Keith M. Lewin is a British academic who is a professor of International education and Development at the University of Sussex and Director of the Consortium for Research on Educational Access, Transitions and Equity (CREATE). He is known for his work in educational planning, economics and finance of education, teacher education, assessment, science and technology education policy in developing countries, educational aid and program evaluation. He has been adviser to the World Bank, DFID, UNESCO International Institute for Educational Planning, UNICEF, UNDP and AusAID.

From 1995 to 2011 he was the Director of the Centre for International Education (CIE), at the University of Sussex, which he developed as an internationally recognised centre for research on education and development in low income countries. Lewin was the founding director of the master's degree program in International Education and Development at the University of Sussex. He has been grant holder for over £4.5 million worth of research and development project. Lewin is an honorary professor at Hangzhou University and Beijing Normal University. He is the author of numerous books, journal articles and reports on education and development.

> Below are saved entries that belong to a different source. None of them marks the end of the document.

use crate::models::{NoteRow, UserRow};
use crate::Database;
use anyhow::Result;
use rusqlite::{Connection, ErrorCode, Row};

/// Column list matching `map_note_row`. A NULL importance flag reads as false.
pub(crate) const NOTE_COLUMNS: &str =
    "id, user_id, title, content, COALESCE(is_important, 0), created_at, updated_at";

/// Per-user note totals used by the dashboard header.
#[derive(Debug, Clone, PartialEq, Eq)]
pub struct NoteSummaryRow {
    pub total: u64,
    pub important: u64,
    pub last_updated: Option<String>,
}

impl Database {
    // -- Users --

    /// Insert a user. Returns false when the email is already registered.
    pub fn create_user(&self, id: &str, name: &str, email: &str, password_hash: &str, created_at: &str) -> Result<bool> {
        self.with_conn(|conn| {
            let inserted = conn.execute(
                "INSERT INTO users (id, name, email, password, created_at) VALUES (?1, ?2, ?3, ?4, ?5)",
                (id, name, email, password_hash, created_at),
            );
            match inserted {
                Ok(_) => Ok(true),
                Err(rusqlite::Error::SqliteFailure(e, _)) if e.code == ErrorCode::ConstraintViolation => {
                    Ok(false)
                }
                Err(e) => Err(e.into()),
            }
        })
    }

    pub fn get_user_by_email(&self, email: &str) -> Result<Option<UserRow>> {
        self.with_conn(|conn| query_user(conn, "email", email))
    }

    pub fn get_user_by_id(&self, id: &str) -> Result<Option<UserRow>> {
        self.with_conn(|conn| query_user(conn, "id", id))
    }

    // -- Notes --

    pub fn insert_note(&self, note: &NoteRow) -> Result<()> {
        self.with_conn(|conn| {
            conn.execute(
                "INSERT INTO notes (id, user_id, title, content, is_important, created_at, updated_at)
                 VALUES (?1, ?2, ?3, ?4, ?5, ?6, ?7)",
                rusqlite::params![
                    note.id,
                    note.user_id,
                    note.title,
                    note.content,
                    note.is_important,
                    note.created_at,
                    note.updated_at,
                ],
            )?;
            Ok(())
        })
    }

    /// Fetch a note by id regardless of owner. Callers check ownership.
    pub fn get_note(&self, id: &str) -> Result<Option<NoteRow>> {
        self.with_conn(|conn| {
            let sql = format!("SELECT {} FROM notes WHERE id = ?1", NOTE_COLUMNS);
            let row = conn.query_row(&sql, [id], map_note_row).optional()?;
            Ok(row)
        })
    }

    /// Update title, content and flag of a note owned by `user_id`.
    /// Returns false when no such note exists for that owner.
    pub fn update_note(
        &self,
        id: &str,
        user_id: &str,
        title: &str,
        content: &str,
        is_important: bool,
        updated_at: &str,
    ) -> Result<bool> {
        self.with_conn(|conn| {
            let changed = conn.execute(
                "UPDATE notes SET title = ?3, content = ?4, is_important = ?5, updated_at = ?6
                 WHERE id = ?1 AND user_id = ?2",
                rusqlite::params![id, user_id, title, content, is_important, updated_at],
            )?;
            Ok(changed > 0)
        })
    }

    /// Delete a note owned by `user_id`. Returns false when nothing matched.
    pub fn delete_note(&self, id: &str, user_id: &str) -> Result<bool> {
        self.with_conn(|conn| {
            let changed = conn.execute(
                "DELETE FROM notes WHERE id = ?1 AND user_id = ?2",
                (id, user_id),
            )?;
            Ok(changed > 0)
        })
    }

    pub fn note_summary(&self, user_id: &str) -> Result<NoteSummaryRow> {
        self.with_conn(|conn| {
            let row = conn.query_row(
                "SELECT COUNT(*), COALESCE(SUM(COALESCE(is_important, 0)), 0), MAX(updated_at)
                 FROM notes WHERE user_id = ?1",
                [user_id],
                |row| {
                    Ok(NoteSummaryRow {
                        total: row.get::<_, i64>(0)? as u64,
                        important: row.get::<_, i64>(1)? as u64,
                        last_updated: row.get(2)?,
                    })
                },
            )?;
            Ok(row)
        })
    }
}

fn query_user(conn: &Connection, column: &str, value: &str) -> Result<Option<UserRow>> {
    let sql = format!(
        "SELECT id, name, email, password, created_at FROM users WHERE {} = ?1",
        column
    );
    let row = conn
        .query_row(&sql, [value], |row| {
            Ok(UserRow {
                id: row.get(0)?,
                name: row.get(1)?,
                email: row.get(2)?,
                password: row.get(3)?,
                created_at: row.get(4)?,
            })
        })
        .optional()?;

    Ok(row)
}

pub(crate) fn map_note_row(row: &Row<'_>) -> rusqlite::Result<NoteRow> {
    Ok(NoteRow {
        id: row.get(0)?,
        user_id: row.get(1)?,
        title: row.get(2)?,
        content: row.get(3)?,
        is_important: row.get(4)?,
        created_at: row.get(5)?,
        updated_at: row.get(6)?,
    })
}

/// Extension trait for optional query results
pub(crate) trait OptionalExt<T> {
    fn optional(self) -> Result<Option<T>>;
}

impl<T> OptionalExt<T> for std::result::Result<T, rusqlite::Error> {
    fn optional(self) -> Result<Option<T>> {
        match self {
            Ok(val) => Ok(Some(val)),
            Err(rusqlite::Error::QueryReturnedNoRows) => Ok(None),
            Err(e) => Err(e.into()),
        }
    }
}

==Early life and education==
Lewin was born in Kent in the United Kingdom. He attended school in Kent and South London. From 1968 to 1971 he read physics at Manchester University where he graduated with a first class honours degree. He then went on to complete a Masters in Innovation and Science Policy jointly taught with Manchester Business School and wrote a thesis on the scientific research organisations that were supported by British aid. He then moved to the Institute of Development Studies in Sussex as one of its first graduate students. He joined a large multi-country project on education and development across six countries focusing on the "Diploma Disease" and the interface between education systems and labour markets. His thesis explored science education in Malaysia and Sri Lanka and the impact of externally supported innovations to improve access, quality and outcomes linked to development. In 1973/74 he took time out from his Doctorate to work with Voluntary Service Overseas teaching physics and maths in Kelantan, Malaysia. In 1977 he was appointed to a tenured post at the University of Sussex. He was appointed Reader in 1986 and Professor in 1995 when he became Director of the Centre for International Education. He is a chartered physicist and an Academician of the Academy of Social Sciences.

==Career==
Lewin has worked in South East Asia with a focus on Malaysia, Sri Lanka, and India. In Malaysia he was a visiting lecturer at University Malaya whilst completing his doctorate working with colleagues in the Pusat Perkembangan Kurrikulum (PPK). Subsequently, he co-authored a report on science education in Malaysia published by the Malaysian Ministry of Education and the UNESCO International Institute for Educational Planning. In Sri Lanka, Lewin worked with the national curriculum centre and was then an advisor for the establishment of the National Institute of Education (NIE) for UNDP. He also contributed to the development of the Sri Pada College of Education for UNDP. In India, Lewin has worked with the National University of Educational Planning (NUEPA) on a large-scale programme of research on access and equity using household surveys and child tracking to understand more about why more than half the children in North Indian states fail to reach secondary school. CREATE, a research consortium that Lewin helped develop, has designed and developed a programme of empirical research involving large-scale household surveys and village-level school-based data collection. Lewin has worked with teams from Bihar, Tamil Nadu, and Madhya Pradesh and with the Ministry of Human Resource Development and NUEPA to develop state level framework plans for Rastriya Madhyamik Shiksha Abhiyan (RMSA).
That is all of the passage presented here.